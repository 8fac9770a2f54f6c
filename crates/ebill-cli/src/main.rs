//! CLI application for electricity bill extraction.

mod commands;

use std::path::PathBuf;

use clap::{Parser, Subcommand};
use tracing::Level;
use tracing_subscriber::FmtSubscriber;

use commands::{config, extract, inspect};

/// Electricity bill extraction - Collect bill PDFs in a directory into one CSV
#[derive(Parser)]
#[command(name = "ebill")]
#[command(author, version, about, long_about = None)]
#[command(args_conflicts_with_subcommands = true)]
struct Cli {
    /// Enable verbose output
    #[arg(short, long, global = true, action = clap::ArgAction::Count)]
    verbose: u8,

    /// Path to config file
    #[arg(short, long, global = true)]
    config: Option<PathBuf>,

    #[command(subcommand)]
    command: Option<Commands>,

    #[command(flatten)]
    extract: extract::ExtractArgs,
}

#[derive(Subcommand)]
enum Commands {
    /// Show text, tables and fields extracted from a single bill
    Inspect(inspect::InspectArgs),

    /// Manage configuration
    Config(config::ConfigArgs),
}

fn main() -> anyhow::Result<()> {
    let cli = Cli::parse();

    // Set up logging based on verbosity
    let level = match cli.verbose {
        0 => Level::WARN,
        1 => Level::INFO,
        2 => Level::DEBUG,
        _ => Level::TRACE,
    };

    let subscriber = FmtSubscriber::builder()
        .with_max_level(level)
        .with_target(false)
        .with_writer(std::io::stderr)
        .finish();

    tracing::subscriber::set_global_default(subscriber)?;

    match cli.command {
        Some(Commands::Inspect(args)) => inspect::run(args, cli.config.as_deref()),
        Some(Commands::Config(args)) => config::run(args, cli.config.as_deref()),
        None => extract::run(cli.extract, cli.config.as_deref()),
    }
}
---+---
Set down exactly, and only, the lines from the one containing "#[derive(Subcommand)]" to the final line of the data.

#[derive(Subcommand)]
enum Commands {
    /// Show text, tables and fields extracted from a single bill
    Inspect(inspect::InspectArgs),

    /// Manage configuration
    Config(config::ConfigArgs),
}

fn main() -> anyhow::Result<()> {
    let cli = Cli::parse();

    // Set up logging based on verbosity
    let level = match cli.verbose {
        0 => Level::WARN,
        1 => Level::INFO,
        2 => Level::DEBUG,
        _ => Level::TRACE,
    };

    let subscriber = FmtSubscriber::builder()
        .with_max_level(level)
        .with_target(false)
        .with_writer(std::io::stderr)
        .finish();

    tracing::subscriber::set_global_default(subscriber)?;

    match cli.command {
        Some(Commands::Inspect(args)) => inspect::run(args, cli.config.as_deref()),
        Some(Commands::Config(args)) => config::run(args, cli.config.as_deref()),
        None => extract::run(cli.extract, cli.config.as_deref()),
    }
}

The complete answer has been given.